It poured rain and the wind howled – but the ocean mercifully stayed in its place last night.

It was a far stronger beast that slouched towards New York five years ago, with a storm surge fueled by Hurricane Sandy swamping our coastline, killing 44 city residents, uprooting thousands of homeowners, and causing billions of dollars in damage.

In the wake of the disaster, promises were made, money was pledged and platitudes were uttered. After all, we’re living in America where – in the words of Bruce Springsteen – we take care of our own.

But do we?

All last week, NY1’s Josh Robin meticulously picked apart a long post-Sandy to-do list assembled by the Bloomberg administration five years ago  – and later largely embraced by Mayor de Blasio and his team.

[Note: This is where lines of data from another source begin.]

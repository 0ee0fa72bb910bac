//! Task management commands for CLI.

use std::path::Path;

use chrono::{Local, NaiveDate};
use clap::Subcommand;
use organizai_core::{Config, Priority};

use crate::plan;

#[derive(Subcommand)]
pub enum TaskAction {
    /// Add a task to the plan
    Add {
        /// Task name
        name: String,
        /// Due date (YYYY-MM-DD)
        #[arg(long)]
        due: Option<NaiveDate>,
        /// Duration in minutes (default from config)
        #[arg(long)]
        duration: Option<i64>,
        /// Priority: alta, media or baja (default from config)
        #[arg(long)]
        priority: Option<Priority>,
        /// Current course average, 1.0-7.0 (default from config)
        #[arg(long)]
        grade: Option<f64>,
    },
    /// List tasks
    List {
        /// Print the raw task list as JSON
        #[arg(long)]
        json: bool,
    },
    /// Remove a task by id
    Remove {
        /// Task ID
        id: String,
    },
}

pub fn run(plan_path: &Path, action: TaskAction) -> Result<(), Box<dyn std::error::Error>> {
    let mut plan = plan::load(plan_path)?;

    match action {
        TaskAction::Add {
            name,
            due,
            duration,
            priority,
            grade,
        } => {
            let config = Config::load_or_default();
            let mut draft = config.task_draft(name);
            draft.due_date = due;
            if let Some(duration) = duration {
                draft.duration = duration;
            }
            if let Some(priority) = priority {
                draft.priority = priority;
            }
            if let Some(grade) = grade {
                draft.actual_grade = grade;
            }

            let task = draft.into_task(Local::now().date_naive())?;
            println!("Task created: {}", task.id);
            plan.tasks.push(task);
        }
        TaskAction::List { json } => {
            if json {
                println!("{}", serde_json::to_string_pretty(&plan.tasks)?);
            } else if plan.tasks.is_empty() {
                println!("No tasks.");
            } else {
                for task in &plan.tasks {
                    println!(
                        "{}  {} ({} min, due {}, prioridad {}, nota {})",
                        task.id,
                        task.name,
                        task.duration,
                        task.due_date,
                        task.priority.label(),
                        task.actual_grade
                    );
                }
            }
            return Ok(());
        }
        TaskAction::Remove { id } => {
            let before = plan.tasks.len();
            plan.tasks.retain(|task| task.id != id);
            if plan.tasks.len() == before {
                return Err(format!("task not found: {id}").into());
            }
            println!("Task removed: {id}");
        }
    }

    plan::save(plan_path, &plan)
}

One of Josh’s most disturbing findings was that five multimillion dollar “flood protection systems”  that were supposed to be completed by last year are all largely stuck on the drawing board. The areas that are still unprotected would be small cities in their own right:  Lower Manhattan, Manhattan’s “Hospital Row”, East Harlem, Red Hook in Brooklyn, and the Hunts Point section of the Bronx.

Rockaway has a gorgeous new boardwalk but the beach abutting it and protecting it is badly eroded. Stone jetties – known as groins – which can keep sand in place are being built in neighboring Long Beach on Long Island but they aren’t in the plans for the beaches in Queens.

Housing projects which got “temporary” boilers after the destruction of Sandy aren’t scheduled to get them for another four years.  Homeowners enrolled in the city’s “Build It Back” program got treatment from a bumbling government agency that would have made Franz Kafka or a French bureaucrat blush with envy.

And then there’s the L Train which will be shut down for a year starting in the spring of 2019 because of Sandy.

In the end, there’s still much to be done with time and forgetfulness being our twin enemies. The storm made many of us smarter but it also made us a little more skeptical when we hear promises.  It’s our job to keep pushing while the ocean stays in its place – for now.